Blog of Sara Jakša

How I Used Vim to Clean MBTI Data

Before I had gotten the Personality Cafe posts in order to analyse them. But when I was checking the file over, I realized that there is still some sort of JavaScript code included in it.

Thankfully, by analysing it a little, I figure out that spacing of it is really convenient. It was always on the end of the posts, and it always started in the same way: "(function(w,d,s,i)"

I first tried to use some sort of python script, but then I realized that I am most likely overcomplicating things. I mean, this would be simple, if I could just use the search and replace. But gedit, the program that I normally use, had problems dealing with 30MB+ files.
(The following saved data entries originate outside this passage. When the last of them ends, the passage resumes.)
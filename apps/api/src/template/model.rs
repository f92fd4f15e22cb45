//! Template Tree Model: Groups → Prepared Sections → Attribute Groups → Attributes.
//!
//! The whole tree is persisted as a single JSON document. Two kinds of reserved buckets
//! are structurally pinned:
//! - the hidden group (`HIDDEN_GROUP_ID`), always the last element of `Template.groups`
//! - the hidden-attributes group (`HIDDEN_ATTRIBUTES_ID`), always index 0 of a section's
//!   `attribute_groups`

use std::collections::{BTreeMap, HashSet};

use serde::{Deserialize, Deserializer, Serialize};
use serde_json::Value;
use uuid::Uuid;

use crate::schema::SectionSchema;

pub const HIDDEN_GROUP_ID: &str = "hidden-group";
pub const HIDDEN_GROUP_TITLE: &str = "Hidden Sections";
pub const HIDDEN_ATTRIBUTES_ID: &str = "hidden-attributes";
pub const HIDDEN_ATTRIBUTES_TITLE: &str = "Hidden Attributes";
pub const SHOWN_ATTRIBUTES_ID: &str = "shown-attributes";

// ────────────────────────────────────────────────────────────────────────────
// Template
// ────────────────────────────────────────────────────────────────────────────

#[derive(Debug, Clone, PartialEq, Serialize, Deserialize)]
pub struct Template {
    pub title: String,
    #[serde(default = "default_true")]
    pub sort_ascending: bool,
    #[serde(default)]
    pub created_with_role: String,
    #[serde(default)]
    pub show_declaration: bool,
    #[serde(default)]
    pub groups: Vec<Group>,
}

fn default_true() -> bool {
    true
}

impl Template {
    /// A fresh template: every live section is parked in the hidden group.
    pub fn new<'a>(
        title: impl Into<String>,
        created_with_role: impl Into<String>,
        schemas: impl IntoIterator<Item = &'a SectionSchema>,
    ) -> Self {
        let mut hidden = Group::hidden();
        hidden.prepared_sections = schemas
            .into_iter()
            .map(PreparedSection::from_schema)
            .collect();
        Template {
            title: title.into(),
            sort_ascending: true,
            created_with_role: created_with_role.into(),
            show_declaration: false,
            groups: vec![hidden],
        }
    }

    /// Groups that end up in the compiled report.
    pub fn reportable_groups(&self) -> impl Iterator<Item = &Group> {
        self.groups.iter().filter(|g| !g.is_hidden())
    }

    /// The durable form of the template: the hidden group is a view artifact that
    /// is rebuilt from the live schema on every load.
    pub fn without_hidden_group(&self) -> Template {
        Template {
            groups: self.reportable_groups().cloned().collect(),
            ..self.clone()
        }
    }
}

pub fn hidden_group_index(groups: &[Group]) -> Option<usize> {
    groups.iter().position(Group::is_hidden)
}

// ────────────────────────────────────────────────────────────────────────────
// Group
// ────────────────────────────────────────────────────────────────────────────

#[derive(Debug, Clone, PartialEq, Serialize, Deserialize)]
pub struct Group {
    pub id: String,
    pub title: String,
    #[serde(default)]
    pub prepared_sections: Vec<PreparedSection>,
}

impl Group {
    pub fn new(title: impl Into<String>) -> Self {
        Group {
            id: Uuid::new_v4().to_string(),
            title: title.into(),
            prepared_sections: Vec::new(),
        }
    }

    pub fn hidden() -> Self {
        Group {
            id: HIDDEN_GROUP_ID.to_string(),
            title: HIDDEN_GROUP_TITLE.to_string(),
            prepared_sections: Vec::new(),
        }
    }

    pub fn is_hidden(&self) -> bool {
        self.id == HIDDEN_GROUP_ID
    }
}

// ────────────────────────────────────────────────────────────────────────────
// Prepared section
// ────────────────────────────────────────────────────────────────────────────

#[derive(Debug, Clone, PartialEq, Serialize, Deserialize)]
pub struct SortSettings {
    #[serde(default)]
    pub numerically: bool,
    #[serde(default = "default_true")]
    pub ascending: bool,
    #[serde(default)]
    pub selected_attribute: Option<String>,
}

impl Default for SortSettings {
    fn default() -> Self {
        SortSettings {
            numerically: false,
            ascending: true,
            selected_attribute: None,
        }
    }
}

/// Renders `attribute` as an annotation under `attribute_to_associate_note`'s cell.
#[derive(Debug, Clone, PartialEq, Serialize, Deserialize)]
pub struct NoteSetting {
    pub attribute: String,
    #[serde(default)]
    pub display_attribute_name: bool,
    pub attribute_to_associate_note: String,
}

#[derive(Debug, Clone, PartialEq, Serialize, Deserialize)]
pub struct PreparedSection {
    pub data_section_id: String,
    #[serde(default)]
    pub data_type: String,
    pub title: String,
    #[serde(default, skip_serializing_if = "Option::is_none")]
    pub renamed_section_title: Option<String>,
    #[serde(default)]
    pub sort: SortSettings,
    #[serde(default)]
    pub attribute_groups: Vec<AttributeGroup>,
    #[serde(default)]
    pub attribute_rename_map: BTreeMap<String, String>,
    #[serde(default)]
    pub show_row_count: bool,
    #[serde(default)]
    pub include_row_number_column: bool,
    #[serde(default)]
    pub merge_visible_attributes: bool,
    #[serde(default, skip_serializing_if = "Option::is_none")]
    pub note_settings: Option<Vec<NoteSetting>>,
    #[serde(default)]
    pub modified: bool,
    #[serde(default, deserialize_with = "deserialize_description_set")]
    pub modified_description: Vec<String>,
    /// Snapshot of the schema's typed classification at the last reconciliation.
    /// `Null` means no snapshot was ever taken.
    #[serde(default)]
    pub attributes_type: Value,
}

fn deserialize_description_set<'de, D>(deserializer: D) -> Result<Vec<String>, D::Error>
where
    D: Deserializer<'de>,
{
    let raw = Vec::<String>::deserialize(deserializer)?;
    let mut seen = HashSet::new();
    Ok(raw.into_iter().filter(|d| seen.insert(d.clone())).collect())
}

impl PreparedSection {
    /// A section configured with every schema attribute visible.
    pub fn from_schema(schema: &SectionSchema) -> Self {
        PreparedSection {
            data_section_id: schema.data_section_id.clone(),
            data_type: schema.data_type.clone(),
            title: schema.title.clone(),
            renamed_section_title: None,
            sort: SortSettings::default(),
            attribute_groups: vec![
                AttributeGroup::hidden(Vec::new()),
                AttributeGroup::shown(schema.display_names().map(String::from).collect()),
            ],
            attribute_rename_map: BTreeMap::new(),
            show_row_count: false,
            include_row_number_column: false,
            merge_visible_attributes: false,
            note_settings: None,
            modified: false,
            modified_description: Vec::new(),
            attributes_type: schema.attributes_type.clone(),
        }
    }

    /// Marks the section as drifted. Descriptions behave as an ordered set.
    pub fn flag(&mut self, description: &str) {
        self.modified = true;
        if !self.modified_description.iter().any(|d| d == description) {
            self.modified_description.push(description.to_string());
        }
    }

    /// Clears drift markers once the user has acknowledged them.
    pub fn resolve(&mut self) {
        self.modified = false;
        self.modified_description.clear();
    }

    pub fn display_title(&self) -> &str {
        match self.renamed_section_title.as_deref() {
            Some(t) if !t.trim().is_empty() => t,
            _ => &self.title,
        }
    }

    pub fn attribute_label<'a>(&'a self, attribute: &'a str) -> &'a str {
        self.attribute_rename_map
            .get(attribute)
            .map(String::as_str)
            .unwrap_or(attribute)
    }

    pub fn hidden_group_index(&self) -> Option<usize> {
        self.attribute_groups.iter().position(AttributeGroup::is_hidden)
    }

    pub fn attribute_group_index(&self, id: &str) -> Option<usize> {
        self.attribute_groups.iter().position(|g| g.id == id)
    }

    /// Non-hidden attribute groups in stored order.
    pub fn visible_groups(&self) -> impl Iterator<Item = &AttributeGroup> {
        self.attribute_groups.iter().filter(|g| !g.is_hidden())
    }

    /// Union of the non-hidden groups' attributes, in stored order.
    pub fn visible_attributes(&self) -> Vec<&str> {
        self.visible_groups()
            .flat_map(|g| g.attributes.iter().map(String::as_str))
            .collect()
    }

    pub fn visible_count(&self) -> usize {
        self.visible_groups().map(|g| g.attributes.len()).sum()
    }

    /// Every attribute name held anywhere in the section.
    pub fn attribute_names(&self) -> HashSet<&str> {
        self.attribute_groups
            .iter()
            .flat_map(|g| g.attributes.iter().map(String::as_str))
            .collect()
    }

    /// True when the user has defined groupings beyond the two reserved buckets.
    pub fn has_user_groups(&self) -> bool {
        self.attribute_groups.iter().any(|g| !g.is_reserved())
    }

    /// The hidden-attributes group, created at index 0 if missing and moved there if
    /// stored elsewhere.
    pub fn hidden_group_mut(&mut self) -> &mut AttributeGroup {
        match self.hidden_group_index() {
            Some(0) => {}
            Some(i) => {
                let group = self.attribute_groups.remove(i);
                self.attribute_groups.insert(0, group);
            }
            None => self
                .attribute_groups
                .insert(0, AttributeGroup::hidden(Vec::new())),
        }
        &mut self.attribute_groups[0]
    }

    /// The default visible bucket, created right after the hidden group if missing.
    pub fn shown_group_mut(&mut self) -> &mut AttributeGroup {
        let index = match self.attribute_group_index(SHOWN_ATTRIBUTES_ID) {
            Some(i) => i,
            None => {
                let at = usize::from(self.hidden_group_index() == Some(0));
                self.attribute_groups
                    .insert(at, AttributeGroup::shown(Vec::new()));
                at
            }
        };
        &mut self.attribute_groups[index]
    }
}

// ────────────────────────────────────────────────────────────────────────────
// Attribute group
// ────────────────────────────────────────────────────────────────────────────

#[derive(Debug, Clone, PartialEq, Serialize, Deserialize)]
pub struct AttributeGroup {
    pub id: String,
    #[serde(default)]
    pub title: String,
    #[serde(default)]
    pub attributes: Vec<String>,
}

impl AttributeGroup {
    pub fn new(title: impl Into<String>) -> Self {
        AttributeGroup {
            id: Uuid::new_v4().to_string(),
            title: title.into(),
            attributes: Vec::new(),
        }
    }

    pub fn hidden(attributes: Vec<String>) -> Self {
        AttributeGroup {
            id: HIDDEN_ATTRIBUTES_ID.to_string(),
            title: HIDDEN_ATTRIBUTES_TITLE.to_string(),
            attributes,
        }
    }

    /// The shown bucket carries no title; it renders as a blank banner span.
    pub fn shown(attributes: Vec<String>) -> Self {
        AttributeGroup {
            id: SHOWN_ATTRIBUTES_ID.to_string(),
            title: String::new(),
            attributes,
        }
    }

    pub fn is_hidden(&self) -> bool {
        self.id == HIDDEN_ATTRIBUTES_ID
    }

    pub fn is_reserved(&self) -> bool {
        self.id == HIDDEN_ATTRIBUTES_ID || self.id == SHOWN_ATTRIBUTES_ID
    }
}

#[cfg(test)]
pub(crate) mod tests {
    use super::*;
    use serde_json::json;

    /// Builds a section with the given hidden and shown attributes.
    pub(crate) fn section(id: &str, hidden: &[&str], shown: &[&str]) -> PreparedSection {
        PreparedSection {
            data_section_id: id.to_string(),
            data_type: "education".to_string(),
            title: "Education".to_string(),
            renamed_section_title: None,
            sort: SortSettings::default(),
            attribute_groups: vec![
                AttributeGroup::hidden(hidden.iter().map(|s| s.to_string()).collect()),
                AttributeGroup::shown(shown.iter().map(|s| s.to_string()).collect()),
            ],
            attribute_rename_map: BTreeMap::new(),
            show_row_count: false,
            include_row_number_column: false,
            merge_visible_attributes: false,
            note_settings: None,
            modified: false,
            modified_description: Vec::new(),
            attributes_type: json!({"date": {"Year": {}}}),
        }
    }

    pub(crate) fn group(id: &str, title: &str, sections: Vec<PreparedSection>) -> Group {
        Group {
            id: id.to_string(),
            title: title.to_string(),
            prepared_sections: sections,
        }
    }

    #[test]
    fn test_flag_deduplicates_descriptions() {
        let mut s = section("DS01", &[], &["Degree"]);
        s.flag("Section title was renamed.");
        s.flag("Section title was renamed.");
        assert!(s.modified);
        assert_eq!(s.modified_description.len(), 1);
    }

    #[test]
    fn test_deserialize_dedupes_stored_descriptions() {
        let raw = json!({
            "data_section_id": "DS01",
            "title": "Education",
            "modified": true,
            "modified_description": ["a", "b", "a"]
        });
        let s: PreparedSection = serde_json::from_value(raw).unwrap();
        assert_eq!(s.modified_description, vec!["a", "b"]);
        assert!(s.sort.ascending);
        assert_eq!(s.attributes_type, Value::Null);
    }

    #[test]
    fn test_display_title_prefers_rename() {
        let mut s = section("DS01", &[], &["Degree"]);
        assert_eq!(s.display_title(), "Education");
        s.renamed_section_title = Some("Degrees".to_string());
        assert_eq!(s.display_title(), "Degrees");
        s.renamed_section_title = Some("   ".to_string());
        assert_eq!(s.display_title(), "Education");
    }

    #[test]
    fn test_visible_attributes_skip_hidden_group() {
        let s = section("DS01", &["Notes"], &["Degree", "Year"]);
        assert_eq!(s.visible_attributes(), vec!["Degree", "Year"]);
        assert_eq!(s.visible_count(), 2);
        assert!(!s.has_user_groups());
    }

    #[test]
    fn test_hidden_group_mut_repins_to_front() {
        let mut s = section("DS01", &["Notes"], &["Degree"]);
        s.attribute_groups.swap(0, 1);
        s.hidden_group_mut().attributes.push("Extra".to_string());
        assert!(s.attribute_groups[0].is_hidden());
        assert_eq!(s.attribute_groups[0].attributes, vec!["Notes", "Extra"]);
    }

    #[test]
    fn test_shown_group_mut_created_after_hidden() {
        let mut s = section("DS01", &["Notes"], &[]);
        s.attribute_groups.truncate(1);
        s.shown_group_mut().attributes.push("Degree".to_string());
        assert_eq!(s.attribute_groups[1].id, SHOWN_ATTRIBUTES_ID);
    }

    #[test]
    fn test_without_hidden_group_strips_only_hidden() {
        let template = Template {
            title: "CV".to_string(),
            sort_ascending: true,
            created_with_role: "faculty".to_string(),
            show_declaration: false,
            groups: vec![
                group("g1", "Education", vec![section("DS01", &[], &["Degree"])]),
                group(HIDDEN_GROUP_ID, HIDDEN_GROUP_TITLE, vec![section("DS02", &[], &["Title"])]),
            ],
        };
        let durable = template.without_hidden_group();
        assert_eq!(durable.groups.len(), 1);
        assert_eq!(durable.groups[0].id, "g1");
        assert_eq!(durable.title, "CV");
    }
}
Then I remembered that I saw some examples of how people used vim to clean big files. I figured out that it could not be that hard.

    :%s/(function(w,d,s,i)/\r(function(w,d,s,i)/g 
    :g/(function(w,d,s,i)/d

The first line find the beginning of the JavaScript and puts it in the new line.

    :%s/what to find/what to replace with/g 

The thing to be careful here is, that the new line in vim in \r, and not \n like in the python.

The second line simply deletes the whole lines, if the content is inside. Or maybe starting with it, in my case it did not make interesting, so I am not certain.

    :g/what line to delete/d

Vim is a good for manipulating small amount of big files. But I had 16 files and I almost lost track of which did I already went through.